SME Times News Bureau | 05 Feb, 2018
A $5 billion Exim Bank of
India fund to support Africa's agriculture development through the
"Feed Africa" project seems to fit into the Africa
Development Bank's plans to improve the agriculture sector to
increase food supply, provide jobs and propel economic growth on the
continent.
In it's Economic Outlook for Africa 2018, the
Africa Development Bank (AfDB) has noted that even though the
agricultural sector is the primary employer in many African
countries, particularly in rural areas where a majority of the people
live, the sector's productivity remains low.
"The
average share of agriculture in employment was 51 per cent between
2011 and 2016, and the share of agricultural value-added remained
virtually unchanged at about 15 per cent," the AfDB said.
The
Exim Bank of India, in a working paper published in May last year,
planned to create an initial corpus with $5 billion to be sourced
from the country's foreign exchange reserves.
"The
country's reserves are in the region of $375 billion. The proposed
amount of $5 billion constitutes less than 1.5 per cent of the
reserves, and would not dent the foreign exchange reserves
position."
According to Exim Bank, the fund would
serve as a conduit for promoting investments in African agriculture
and to meet India's import requirements of pulses and oilseeds,
besides creating tremendous goodwill. The AfDB said that, in 16
countries, the sector accounted for more than 30 per cent of output,
and in Liberia and Sierra Leone in the West Africa region, more than
48 per cent.
The working paper has proposed that African
economies could avail development assistance from India to create
agriculture infrastructure, adding: "The agricultural land
supported by such eco-system could be leased to Indian firms for
cultivation."
"This approach would mitigate the
risks associated with upfront investments of the Indian investors.
The lease rentals could serve as cash-flow to service the debt,"
Exim Bank said, adding, "Indian investors would require funds to
pay upfront lease rentals, besides sourcing of agricultural inputs
and implements."
It said the funding requirements
could be met by Exim Bank's Overseas Investment Finance programme.

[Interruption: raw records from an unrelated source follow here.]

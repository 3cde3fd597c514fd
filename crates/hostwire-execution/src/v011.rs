use crate::command::Command;
use crate::common::{
    bootstrap_params_from_stdin, lookup, validate_command_fields, validate_common, vars,
    CommandFields, EnvVars,
};
use crate::dispatch::{call, encode, Operation};
use crate::error::{BootstrapError, ExecutionError, ExecutionResult, ValidationError};
use crate::provider::ExternalProvider;
use crate::version::InterfaceVersion;
use hostwire_core::BootstrapInstance;
use std::io::Read;
use tokio_util::sync::CancellationToken;
use tracing::info;

/// Execution environment of protocol revision v0.1.1.
///
/// Adds the negotiated interface version and the pool extra specs to the
/// v0.1.0 field set.
#[derive(Debug, Clone, Default, PartialEq)]
pub struct EnvironmentV011 {
    pub command: Command,
    pub controller_id: String,
    pub pool_id: String,
    pub provider_config_file: String,
    pub instance_id: String,
    /// Raw `HOSTWIRE_INTERFACE_VERSION`, kept exactly as received.
    pub interface_version: String,
    /// Pool-level JSON blob, interpreted only by the provider.
    pub extra_specs: String,
    pub bootstrap_params: BootstrapInstance,
}

impl EnvironmentV011 {
    /// Populates the descriptor from `env`, reading `stdin` only for
    /// `CreateInstance`. The result is not validated.
    pub fn from_env<R: Read>(env: &EnvVars, stdin: R) -> Result<Self, BootstrapError> {
        let command = Command::from(lookup(env, vars::COMMAND));
        let bootstrap_params = bootstrap_params_from_stdin(&command, stdin)?;

        Ok(Self {
            command,
            controller_id: lookup(env, vars::CONTROLLER_ID),
            pool_id: lookup(env, vars::POOL_ID),
            provider_config_file: lookup(env, vars::PROVIDER_CONFIG_FILE),
            instance_id: lookup(env, vars::INSTANCE_ID),
            interface_version: lookup(env, vars::INTERFACE_VERSION),
            extra_specs: lookup(env, vars::POOL_EXTRASPECS),
            bootstrap_params,
        })
    }

    pub fn validate(&self) -> Result<(), ValidationError> {
        validate_common(
            &self.command,
            &self.provider_config_file,
            &self.controller_id,
        )?;
        validate_command_fields(
            &self.command,
            &CommandFields {
                controller_id: &self.controller_id,
                pool_id: &self.pool_id,
                instance_id: &self.instance_id,
                bootstrap_name: &self.bootstrap_params.name,
            },
        )
    }

    /// Version answered to `GetVersion`. An empty negotiated version means a
    /// controller that predates negotiation, so the oldest revision is
    /// reported. No other command applies this fallback.
    pub fn reported_version(&self) -> &str {
        if self.interface_version.is_empty() {
            InterfaceVersion::OLDEST.as_str()
        } else {
            &self.interface_version
        }
    }

    pub(crate) async fn run<P>(
        &self,
        provider: &P,
        cancel: &CancellationToken,
    ) -> ExecutionResult<String>
    where
        P: ExternalProvider + ?Sized,
    {
        info!(
            command = %self.command,
            pool_id = %self.pool_id,
            instance_id = %self.instance_id,
            "Dispatching v0.1.1 command"
        );

        let payload = match &self.command {
            Command::CreateInstance => {
                let instance = call(
                    Operation::CreateInstance,
                    cancel,
                    provider.create_instance(cancel, self.bootstrap_params.clone()),
                )
                .await?;
                encode(&instance)?
            }
            Command::GetInstance => {
                let instance = call(
                    Operation::GetInstance,
                    cancel,
                    provider.get_instance(cancel, &self.instance_id),
                )
                .await?;
                encode(&instance)?
            }
            Command::ListInstances => {
                let instances = call(
                    Operation::ListInstances,
                    cancel,
                    provider.list_instances(cancel, &self.pool_id),
                )
                .await?;
                encode(&instances)?
            }
            Command::DeleteInstance => {
                call(
                    Operation::DeleteInstance,
                    cancel,
                    provider.delete_instance(cancel, &self.instance_id),
                )
                .await?;
                String::new()
            }
            Command::RemoveAllInstances => {
                call(
                    Operation::RemoveAllInstances,
                    cancel,
                    provider.remove_all_instances(cancel),
                )
                .await?;
                String::new()
            }
            Command::StartInstance => {
                call(
                    Operation::StartInstance,
                    cancel,
                    provider.start(cancel, &self.instance_id),
                )
                .await?;
                String::new()
            }
            Command::StopInstance => {
                call(
                    Operation::StopInstance,
                    cancel,
                    provider.stop(cancel, &self.instance_id, true),
                )
                .await?;
                String::new()
            }
            Command::GetVersion => self.reported_version().to_string(),
            Command::Other(raw) => return Err(ExecutionError::InvalidCommand(raw.clone())),
        };

        Ok(payload)
    }
}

However, it is proposed to create a dedicated India-Africa
Agriculture Development Fund to support the Indian investments in the
African agriculture sector.
"This would entail
setting in place an appropriate institutional mechanism for the
management of this fund. It is here that the role of the country's
apex export finance institution, viz., Exim Bank, could gain
significance since it has been actively financing overseas direct
investment through its flagship programme," Exim Bank said.
In
addition, it said, the funds could be utilised to extend medium to
long term foreign currency finance to Indian enterprises planning to
invest in the African agriculture and allied sector.
The
sector in Africa has a bright future if the needed investment, like
the Exim Bank has suggested, brought in to play. In the last decade,
AfDB said, cereal yields have increased and "agriculture has a
huge potential to provide high-productivity jobs, create wealth, and
propel economic growth in Africa, especially if countries can expand
agricultural exports." The AfDB believes "a robust and
thriving agricultural sector can also stimulate broader economic
development".
It therefore asked African governments
to stimulate the creation of backward and forward linkages to other
sectors, including manufacturing, logistics and retail, strengthening
local operators and stimulating demand.
AfDB believes that
there are three key interventions that could unleash the potential of
the agricultural sector: Ensuring "acceptably egalitarian access
to land, facilitating the use of modern inputs, seeds, and
technologies, by improving access to credit and other means as well
as strengthening the ability to develop and adapt agricultural
technologies."
In addition, the AfDB says, for
employment in the sector to increase, countries need to improve
access to international agricultural markets, balance socio-economic
demands with environmental considerations, and adapt to and mitigate
the effects of climate change.
It is not only the
agricultural sector that Exim Bank should be looking at, the AfDB
says, adding that Africa's infrastructure stock was low, particularly
in the power sector. "More than 640 million Africans have no
access to energy, giving an electricity access rate for African
countries at just over 40 per cent" -- the world's lowest.
The
AfDB has directed potential investors' attention to the continent's
energy potential, especially renewable energy, which it said was
enormous, yet only a fraction is employed. Hydropower provides around
a fifth of current capacity, but not even a tenth of its potential is
utilised. Similarly, the technical potential of solar, biomass, wind
and geothermal energy was huge, it said.